L’inizio
Lo sguardo è il filo che rende l’anima visibile.
Per anni ho creduto che lo sguardo servisse a vedere il mondo.
Poi ho iniziato a dubitarne.
E se fosse il contrario?
Se fosse il mondo ad aspettare il nostro sguardo per diventare davvero qualcosa?
Perché la stessa strada può essere un ritorno.
O un addio.
La stessa casa può essere un rifugio.
O una prigione.
Lo stesso silenzio può salvare qualcuno.
O consumarlo.
Nulla cambia.
Eppure cambia tutto.
Non fuori.
Dentro il luogo da cui scegliamo di guardare.
Forse è per questo che due persone attraversano lo stesso giorno e, la sera, raccontano due vite completamente diverse.
Non hanno vissuto un giorno differente.
Hanno abitato due sguardi differenti.
Lo sguardo
non illumina il mondo.
Gli consegna
un significato.
E da quel momento
la realtà
inizia a somigliare
a ciò che l’anima
ha avuto il coraggio
di vedere.
Da bambino pensavo che crescere significasse imparare sempre più cose.
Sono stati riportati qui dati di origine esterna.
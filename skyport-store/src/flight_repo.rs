use async_trait::async_trait;
use chrono::{DateTime, NaiveDate, Utc};
use skyport_core::models::Flight;
use skyport_core::repository::FlightRepository;
use skyport_core::seating::SeatGeometry;
use skyport_core::DomainError;
use sqlx::PgPool;
use uuid::Uuid;

use crate::fleet_repo::AirplaneRecord;
use crate::map_db_err;
use crate::route_repo::RouteRecord;

pub struct PostgresFlightRepository {
    pool: PgPool,
}

/// List projection: route as "Source - Destination" city pair, airplane by
/// name, crew by full name, availability computed per query.
#[derive(Debug, Clone, sqlx::FromRow)]
pub struct FlightListRecord {
    pub id: Uuid,
    pub route: String,
    pub airplane: String,
    pub departure_time: DateTime<Utc>,
    pub arrival_time: DateTime<Utc>,
    pub crew: Vec<String>,
    pub tickets_available: i64,
}

/// Detail projection: fully nested airplane and route views.
#[derive(Debug, Clone)]
pub struct FlightDetailRecord {
    pub id: Uuid,
    pub departure_time: DateTime<Utc>,
    pub arrival_time: DateTime<Utc>,
    pub airplane: AirplaneRecord,
    pub route: RouteRecord,
    pub crew: Vec<String>,
}

#[derive(sqlx::FromRow)]
struct FlightDetailRow {
    id: Uuid,
    departure_time: DateTime<Utc>,
    arrival_time: DateTime<Utc>,
    airplane_id: Uuid,
    airplane_name: String,
    airplane_type: String,
    rows: i32,
    seats_in_row: i32,
    capacity: i32,
    image: Option<String>,
    route_id: Uuid,
    distance: i32,
    source: String,
    destination: String,
}

#[derive(sqlx::FromRow)]
struct FlightRow {
    id: Uuid,
    route_id: Uuid,
    airplane_id: Uuid,
    departure_time: DateTime<Utc>,
    arrival_time: DateTime<Utc>,
}

impl From<FlightRow> for Flight {
    fn from(r: FlightRow) -> Self {
        Flight {
            id: r.id,
            route_id: r.route_id,
            airplane_id: r.airplane_id,
            departure_time: r.departure_time,
            arrival_time: r.arrival_time,
        }
    }
}

#[derive(Debug, Default)]
pub struct FlightFilter<'a> {
    pub dep_date: Option<NaiveDate>,
    pub dep_hour: Option<i32>,
    pub dep_minute: Option<i32>,
    pub arr_date: Option<NaiveDate>,
    pub arr_hour: Option<i32>,
    pub arr_minute: Option<i32>,
    pub source_city: Option<&'a str>,
    pub destination_city: Option<&'a str>,
}

impl PostgresFlightRepository {
    pub fn new(pool: PgPool) -> Self {
        Self { pool }
    }

    pub async fn list_flights(
        &self,
        filter: FlightFilter<'_>,
    ) -> Result<Vec<FlightListRecord>, DomainError> {
        let mut qb = sqlx::QueryBuilder::<sqlx::Postgres>::new(
            "SELECT f.id, \
             sc.name || ' - ' || dc.name AS route, \
             a.name AS airplane, \
             f.departure_time, f.arrival_time, \
             COALESCE(ARRAY_AGG(cr.first_name || ' ' || cr.last_name ORDER BY cr.last_name) \
                 FILTER (WHERE cr.id IS NOT NULL), ARRAY[]::TEXT[]) AS crew, \
             a.rows * a.seats_in_row \
                 - (SELECT COUNT(*) FROM tickets t WHERE t.flight_id = f.id) AS tickets_available \
             FROM flights f \
             JOIN routes r ON f.route_id = r.id \
             JOIN airports s ON r.source_id = s.id \
             JOIN cities sc ON s.closest_city_id = sc.id \
             JOIN airports d ON r.destination_id = d.id \
             JOIN cities dc ON d.closest_city_id = dc.id \
             JOIN airplanes a ON f.airplane_id = a.id \
             LEFT JOIN flight_crews fc ON fc.flight_id = f.id \
             LEFT JOIN crews cr ON cr.id = fc.crew_id \
             WHERE 1=1",
        );

        if let Some(dep_date) = filter.dep_date {
            qb.push(" AND f.departure_time::date = ").push_bind(dep_date);
        }
        if let Some(dep_hour) = filter.dep_hour {
            qb.push(" AND EXTRACT(HOUR FROM f.departure_time) = ").push_bind(dep_hour);
        }
        if let Some(dep_minute) = filter.dep_minute {
            qb.push(" AND EXTRACT(MINUTE FROM f.departure_time) = ").push_bind(dep_minute);
        }
        if let Some(arr_date) = filter.arr_date {
            qb.push(" AND f.arrival_time::date = ").push_bind(arr_date);
        }
        if let Some(arr_hour) = filter.arr_hour {
            qb.push(" AND EXTRACT(HOUR FROM f.arrival_time) = ").push_bind(arr_hour);
        }
        if let Some(arr_minute) = filter.arr_minute {
            qb.push(" AND EXTRACT(MINUTE FROM f.arrival_time) = ").push_bind(arr_minute);
        }
        if let Some(source_city) = filter.source_city {
            qb.push(" AND sc.name ILIKE '%' || ").push_bind(source_city).push(" || '%'");
        }
        if let Some(destination_city) = filter.destination_city {
            qb.push(" AND dc.name ILIKE '%' || ").push_bind(destination_city).push(" || '%'");
        }

        qb.push(
            " GROUP BY f.id, sc.name, dc.name, a.name, a.rows, a.seats_in_row \
             ORDER BY f.departure_time",
        );

        qb.build_query_as().fetch_all(&self.pool).await.map_err(map_db_err)
    }

    pub async fn get_flight(&self, id: Uuid) -> Result<Option<FlightDetailRecord>, DomainError> {
        let row: Option<FlightDetailRow> = sqlx::query_as(
            "SELECT f.id, f.departure_time, f.arrival_time, \
             a.id AS airplane_id, a.name AS airplane_name, t.name AS airplane_type, \
             a.rows, a.seats_in_row, a.rows * a.seats_in_row AS capacity, a.image, \
             r.id AS route_id, r.distance, sc.name AS source, dc.name AS destination \
             FROM flights f \
             JOIN airplanes a ON f.airplane_id = a.id \
             JOIN airplane_types t ON a.airplane_type_id = t.id \
             JOIN routes r ON f.route_id = r.id \
             JOIN airports s ON r.source_id = s.id \
             JOIN cities sc ON s.closest_city_id = sc.id \
             JOIN airports d ON r.destination_id = d.id \
             JOIN cities dc ON d.closest_city_id = dc.id \
             WHERE f.id = $1",
        )
        .bind(id)
        .fetch_optional(&self.pool)
        .await
        .map_err(map_db_err)?;

        let Some(row) = row else { return Ok(None) };

        let crew: Vec<String> = sqlx::query_scalar(
            "SELECT cr.first_name || ' ' || cr.last_name \
             FROM flight_crews fc JOIN crews cr ON cr.id = fc.crew_id \
             WHERE fc.flight_id = $1 ORDER BY cr.last_name, cr.first_name",
        )
        .bind(id)
        .fetch_all(&self.pool)
        .await
        .map_err(map_db_err)?;

        Ok(Some(FlightDetailRecord {
            id: row.id,
            departure_time: row.departure_time,
            arrival_time: row.arrival_time,
            airplane: AirplaneRecord {
                id: row.airplane_id,
                name: row.airplane_name,
                airplane_type: row.airplane_type,
                rows: row.rows,
                seats_in_row: row.seats_in_row,
                capacity: row.capacity,
                image: row.image,
            },
            route: RouteRecord {
                id: row.route_id,
                distance: row.distance,
                source: row.source,
                destination: row.destination,
            },
            crew,
        }))
    }

    pub async fn create_flight(
        &self,
        route_id: Uuid,
        airplane_id: Uuid,
        departure_time: DateTime<Utc>,
        arrival_time: DateTime<Utc>,
        crew_ids: &[Uuid],
    ) -> Result<Flight, DomainError> {
        let mut tx = self.pool.begin().await.map_err(map_db_err)?;

        let row: FlightRow = sqlx::query_as(
            "INSERT INTO flights (route_id, airplane_id, departure_time, arrival_time) \
             VALUES ($1, $2, $3, $4) \
             RETURNING id, route_id, airplane_id, departure_time, arrival_time",
        )
        .bind(route_id)
        .bind(airplane_id)
        .bind(departure_time)
        .bind(arrival_time)
        .fetch_one(&mut *tx)
        .await
        .map_err(map_db_err)?;

        for crew_id in crew_ids {
            sqlx::query("INSERT INTO flight_crews (flight_id, crew_id) VALUES ($1, $2)")
                .bind(row.id)
                .bind(crew_id)
                .execute(&mut *tx)
                .await
                .map_err(map_db_err)?;
        }

        tx.commit().await.map_err(map_db_err)?;
        Ok(row.into())
    }

    pub async fn update_flight(
        &self,
        id: Uuid,
        route_id: Uuid,
        airplane_id: Uuid,
        departure_time: DateTime<Utc>,
        arrival_time: DateTime<Utc>,
        crew_ids: &[Uuid],
    ) -> Result<Option<Flight>, DomainError> {
        let mut tx = self.pool.begin().await.map_err(map_db_err)?;

        let row: Option<FlightRow> = sqlx::query_as(
            "UPDATE flights \
             SET route_id = $1, airplane_id = $2, departure_time = $3, arrival_time = $4 \
             WHERE id = $5 \
             RETURNING id, route_id, airplane_id, departure_time, arrival_time",
        )
        .bind(route_id)
        .bind(airplane_id)
        .bind(departure_time)
        .bind(arrival_time)
        .bind(id)
        .fetch_optional(&mut *tx)
        .await
        .map_err(map_db_err)?;

        let Some(row) = row else { return Ok(None) };

        // Replace the crew set wholesale.
        sqlx::query("DELETE FROM flight_crews WHERE flight_id = $1")
            .bind(id)
            .execute(&mut *tx)
            .await
            .map_err(map_db_err)?;
        for crew_id in crew_ids {
            sqlx::query("INSERT INTO flight_crews (flight_id, crew_id) VALUES ($1, $2)")
                .bind(id)
                .bind(crew_id)
                .execute(&mut *tx)
                .await
                .map_err(map_db_err)?;
        }

        tx.commit().await.map_err(map_db_err)?;
        Ok(Some(row.into()))
    }

    pub async fn delete_flight(&self, id: Uuid) -> Result<bool, DomainError> {
        let result = sqlx::query("DELETE FROM flights WHERE id = $1")
            .bind(id)
            .execute(&self.pool)
            .await
            .map_err(map_db_err)?;
        Ok(result.rows_affected() > 0)
    }
}

#[async_trait]
impl FlightRepository for PostgresFlightRepository {
    async fn seat_geometry(&self, flight_id: Uuid) -> Result<Option<SeatGeometry>, DomainError> {
        let row: Option<(i32, i32)> = sqlx::query_as(
            "SELECT a.rows, a.seats_in_row \
             FROM flights f JOIN airplanes a ON f.airplane_id = a.id WHERE f.id = $1",
        )
        .bind(flight_id)
        .fetch_optional(&self.pool)
        .await
        .map_err(map_db_err)?;
        Ok(row.map(|(rows, seats_in_row)| SeatGeometry { rows, seats_in_row }))
    }

    async fn booked_seats(&self, flight_id: Uuid) -> Result<i64, DomainError> {
        sqlx::query_scalar("SELECT COUNT(*) FROM tickets WHERE flight_id = $1")
            .bind(flight_id)
            .fetch_one(&self.pool)
            .await
            .map_err(map_db_err)
    }
}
Oggi mi sembra il contrario.
Crescere è accorgersi che ogni volta che cambia il nostro sguardo…
nasce un mondo che fino al giorno prima non esisteva.
Non perché sia comparso.
Perché noi non eravamo ancora capaci di abitarlo.
E allora ho capito che lo sguardo non è un testimone.
È il primo autore della nostra esistenza.
Il corpo percorre le strade.
Il tempo scrive i calendari.
Gli incontri cambiano i giorni.
Ma è lo sguardo che decide, in silenzio, quale vita stiamo realmente vivendo.
Forse è per questo che alcune persone, dopo un dolore, dicono:
“Non riesco più a guardare le cose come prima.”
Non stanno descrivendo una tristezza.
Stanno annunciando una nascita.
Perché ogni volta che muore uno sguardo…
da qualche parte,
uno nuovo
ha già iniziato a imparare la luce.
Forse la nostra vita non è la somma di ciò che ci è accaduto.
Forse è la storia di tutti gli sguardi che, uno dopo l’altro, ci hanno insegnato a vedere un essere umano che fino al giorno prima non conoscevamo: noi stessi.